Pockets of frozen magma and gas trapped in the crystals erupted from Kīlauea are allowing scientists to see deep into its plumbing system - a below-ground view that could help volcanologists get a better handle on what triggered the colossal 2018 eruption.
The 2018 eruption of Kīlauea volcano on the Island of Hawai’i was the largest in centuries, flooding the eastern edge of the island with roughly a cubic mile of lava. The sudden torrent of activity was a surprise to scientists, even though Kīlauea is one of the world’s most active volcanoes.
Kīlauea has been erupting from the Puʻu ʻŌʻō vent in the eastern rift zone almost continually since 1983. But, after several decades of predictable activity, the volcano suddenly began to swell in March and April 2018 – signaling that the volcano’s magma chambers were starting to become pressurized. What caused the massive outpouring of lava that followed, and why this sudden switch in behavior?
Dr Penny Wieser was one of a team of volcanologists from the University of Cambridge who headed out to Kīlauea in 2018 to assist with an aerosol monitoring campaign. Wieser not only had the opportunity to witness the eruption first hand, but also collect samples of an unusual lava.
One of the big questions for volcanologists is not just what triggered the eruption, but why it ended so abruptly. “We had just finished taking down our aerosol monitoring stations, and were mourning the fact we wouldn’t be collecting any more data, when we got a text saying that the eruption had stopped. We thought it was a joke at first - it was so abrupt, we’d been watching the lava channel just a few days earlier, and it was in full flow…”
Wieser’s findings, which have recently been published in Geochemistry, Geophysics, Geosystems, are helping scientists understand why the 2018 episode was so unusual by probing deep into the volcano’s underground plumbing system.
Wieser and co-authors used tiny blobs of once molten rock, or melt inclusions, embedded in olivine crystals within the 2018 lava, to infer that the magma came from two chambers at different depths.

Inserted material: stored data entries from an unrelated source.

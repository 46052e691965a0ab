//! Flip and rotate image files into fresh temporary PNGs.
//!
//! Meant for startup: derive mirrored or turned art once from a single
//! source. Each call persists a new file under the OS temp dir and hands the
//! path to the caller, who owns it (and its cleanup) from then on.

use std::path::{Path, PathBuf};

use arcade_core::ArcadeError;
use image::{imageops, ImageFormat, RgbaImage};

const FLIP_PREFIX: &str = "arcade_flip_";
const ROTATE_PREFIX: &str = "arcade_rotate_";

#[derive(Debug, Clone, Copy, PartialEq, Eq)]
pub enum FlipAxis {
    /// Mirror left-right.
    Horizontal,
    /// Mirror top-bottom.
    Vertical,
}

/// Clockwise quarter turns.
#[derive(Debug, Clone, Copy, PartialEq, Eq)]
pub enum Rotation {
    Identity,
    Cw90,
    Cw180,
    Cw270,
}

impl TryFrom<i32> for Rotation {
    type Error = ArcadeError;

    fn try_from(degrees: i32) -> Result<Self, Self::Error> {
        match degrees {
            0 => Ok(Self::Identity),
            90 => Ok(Self::Cw90),
            180 => Ok(Self::Cw180),
            270 => Ok(Self::Cw270),
            other => Err(ArcadeError::transform(
                "",
                format!("rotation must be 0, 90, 180 or 270 degrees, got {other}"),
            )),
        }
    }
}

pub fn flip_image(path: &Path, axis: FlipAxis) -> Result<PathBuf, ArcadeError> {
    let source = open(path)?;
    let flipped = match axis {
        FlipAxis::Horizontal => imageops::flip_horizontal(&source),
        FlipAxis::Vertical => imageops::flip_vertical(&source),
    };
    persist(path, &flipped, FLIP_PREFIX)
}

pub fn rotate_image(path: &Path, degrees: i32) -> Result<PathBuf, ArcadeError> {
    let rotation = Rotation::try_from(degrees).map_err(|e| match e {
        ArcadeError::Transform { reason, .. } => ArcadeError::transform(path, reason),
        other => other,
    })?;
    let source = open(path)?;
    let rotated = match rotation {
        Rotation::Identity => source,
        Rotation::Cw90 => imageops::rotate90(&source),
        Rotation::Cw180 => imageops::rotate180(&source),
        Rotation::Cw270 => imageops::rotate270(&source),
    };
    persist(path, &rotated, ROTATE_PREFIX)
}

fn open(path: &Path) -> Result<RgbaImage, ArcadeError> {
    image::open(path)
        .map(|img| img.into_rgba8())
        .map_err(|e| ArcadeError::transform(path, format!("decode: {e}")))
}

fn persist(source: &Path, image: &RgbaImage, prefix: &str) -> Result<PathBuf, ArcadeError> {
    let mut file = tempfile::Builder::new()
        .prefix(prefix)
        .suffix(".png")
        .tempfile()
        .map_err(|e| ArcadeError::transform(source, format!("create temp file: {e}")))?;
    // The temp file is removed on drop until `keep` succeeds.
    image
        .write_to(file.as_file_mut(), ImageFormat::Png)
        .map_err(|e| ArcadeError::transform(source, format!("encode: {e}")))?;
    let (_, out) = file
        .keep()
        .map_err(|e| ArcadeError::transform(source, format!("persist temp file: {e}")))?;
    log::debug!("Wrote '{}' from '{}'", out.display(), source.display());
    Ok(out)
}

#[cfg(test)]
mod tests {
    use super::*;
    use image::Rgba;
    use std::fs;
    use std::time::{SystemTime, UNIX_EPOCH};

    fn temp_file_path(name_hint: &str) -> PathBuf {
        let nanos = SystemTime::now()
            .duration_since(UNIX_EPOCH)
            .expect("system time before unix epoch")
            .as_nanos();
        std::env::temp_dir().join(format!(
            "arcade_transform_test_{}_{}_{}.png",
            name_hint,
            std::process::id(),
            nanos
        ))
    }

    /// 3x2 image with every pixel distinct and some transparency.
    fn fixture(name_hint: &str) -> (PathBuf, RgbaImage) {
        let image = RgbaImage::from_fn(3, 2, |x, y| {
            let a = if (x + y) % 2 == 0 { 255 } else { 0 };
            Rgba([(x * 80) as u8, (y * 120) as u8, (x + y * 3) as u8 * 20, a])
        });
        let path = temp_file_path(name_hint);
        image.save(&path).expect("write fixture");
        (path, image)
    }

    fn read(path: &Path) -> RgbaImage {
        image::open(path).expect("read back").into_rgba8()
    }

    fn cleanup<P: AsRef<Path>>(paths: &[P]) {
        for p in paths {
            let _ = fs::remove_file(p);
        }
    }

    #[test]
    fn rotate_180_twice_is_identity() {
        let (src, original) = fixture("rot180");
        let once = rotate_image(&src, 180).expect("rotate");
        let twice = rotate_image(&once, 180).expect("rotate");
        assert_ne!(read(&once), original);
        assert_eq!(read(&twice), original);
        cleanup(&[&src, &once, &twice]);
    }

    #[test]
    fn rotate_90_swaps_dimensions_and_four_turns_is_identity() {
        let (src, original) = fixture("rot90");
        let mut paths = vec![src.clone()];
        for _ in 0..4 {
            let last = paths.last().cloned().expect("path");
            paths.push(rotate_image(&last, 90).expect("rotate"));
        }
        assert_eq!(read(&paths[1]).dimensions(), (2, 3));
        assert_eq!(read(&paths[4]), original);
        cleanup(&paths);
    }

    #[test]
    fn rotate_90_is_clockwise() {
        let (src, original) = fixture("cw");
        let out = rotate_image(&src, 90).expect("rotate");
        let rotated = read(&out);
        // Clockwise: the source's bottom-left lands at the top-left.
        assert_eq!(rotated.get_pixel(0, 0), original.get_pixel(0, 1));
        cleanup(&[&src, &out]);
    }

    #[test]
    fn flip_twice_is_identity_on_each_axis() {
        for axis in [FlipAxis::Horizontal, FlipAxis::Vertical] {
            let (src, original) = fixture("flip");
            let once = flip_image(&src, axis).expect("flip");
            let twice = flip_image(&once, axis).expect("flip");
            assert_ne!(read(&once), original);
            assert_eq!(read(&twice), original);
            cleanup(&[&src, &once, &twice]);
        }
    }

    #[test]
    fn output_names_carry_prefix_and_png_suffix() {
        let (src, _) = fixture("names");
        let flipped = flip_image(&src, FlipAxis::Horizontal).expect("flip");
        let rotated = rotate_image(&src, 0).expect("rotate");
        let name = |p: &Path| p.file_name().and_then(|n| n.to_str()).unwrap_or("").to_string();
        assert!(name(&flipped).starts_with("arcade_flip_"));
        assert!(name(&rotated).starts_with("arcade_rotate_"));
        assert!(name(&flipped).ends_with(".png"));
        cleanup(&[&src, &flipped, &rotated]);
    }

    #[test]
    fn bad_inputs_are_transform_errors() {
        let (src, _) = fixture("bad");
        assert!(matches!(
            rotate_image(&src, 45),
            Err(ArcadeError::Transform { .. })
        ));
        assert!(matches!(
            flip_image(Path::new("/no/such/file.png"), FlipAxis::Vertical),
            Err(ArcadeError::Transform { .. })
        ));
        cleanup(&[&src]);
    }
}
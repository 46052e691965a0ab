//! Minimal 2D arcade toolkit: a window, a software-rendered sprite scene,
//! keyboard state, frame timing, bitmap text and fire-and-forget sound.
//!
//! ```no_run
//! use arcade::{Arcade, ArcadeConfig, FlatSprite, Key, Vec2};
//!
//! let mut arcade: Arcade = Arcade::init(ArcadeConfig::new(800, 600, "Demo", 0x000000))?;
//! let mut player = FlatSprite::new(Vec2::new(380.0, 500.0), Vec2::splat(40.0), 0xFF0000);
//! let mut group = arcade.new_group(8);
//! while arcade.running() && arcade.tick() {
//!     if arcade.held(Key::Left) {
//!         player.body.position.x -= 4.0;
//!     }
//!     group.clear();
//!     group.add(&player);
//!     arcade.render_group(&group);
//!     arcade.pace();
//! }
//! arcade.shutdown();
//! # Ok::<(), arcade::ArcadeError>(())
//! ```

mod context;

pub use context::Arcade;

pub use arcade_core::{
    load_config_from_path, ArcadeConfig, ArcadeError, Clock, DeltaClock, InputState, Key,
    ManualClock,
};
pub use arcade_platform::{DefaultSurface, HeadlessSurface, Surface, SurfaceEvent};
#[cfg(feature = "windowed")]
pub use arcade_platform::WindowSurface;
pub use arcade_render::{
    overlaps, Aabb, AnimatedSprite, Body, Collider, FlatSprite, FlipAxis, ImageSprite,
    PixelBuffer, Rotation, Sprite, SpriteGroup, SpriteRef,
};
pub use glam::Vec2;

The confirmation that a second, deeper reservoir was involved may explain why the 2018 eruption was so large and sustained.
It also sheds light on what triggered this outpouring of lava, “something must have changed in the plumbing system – maybe new magma being injected - to disturb the crystals stored in this deep reservoir and bring them up to the surface” said Wieser, who is now a postdoctoral researcher at Oregon State University.
Probing Kīlauea’s hidden depths
Scientists have known from geophysical and seismic evidence collected since the 1970s that Kīlauea is probably fed by two reservoirs of magma, one located at roughly 1-2 km and another at 3-5km depth. But to corroborate this, volcanologists needed direct evidence from the lavas – which carry a chemical signature of their origin and journey to the surface.
“It had been thought that the 2018 eruption was fed mainly from the shallower reservoir, but when we started looking at the crystals in the erupted lava we saw they in fact came from two magma reservoirs.” said Wieser.
Wieser and the team think that a fresh influx of magma from the mantle or a decline in the eruption rate at Pu'u 'Ō'ō, could have pressurized the system, freeing crystals which had settled to the bottom of this deeper reservoir, and ultimately triggered the spectacular 2018 eruption.
“Change the pressure inside the plumbing system, perhaps by injecting some new magma, and the volcano can be pushed to erupt – almost like an airlock in your taps at home” said Wieser. Something like this would explain measured inflation of Kīlauea in the months preceding the eruption.
One possible suggestion for the abrupt end to the eruption is that the shallower reservoir had dropped below the level of the conduit connecting the summit and the 2018 eruption site. But the confirmation that there is another reservoir might have allowed the eruption to go on longer, accounting for the very large volumes erupted in 2018.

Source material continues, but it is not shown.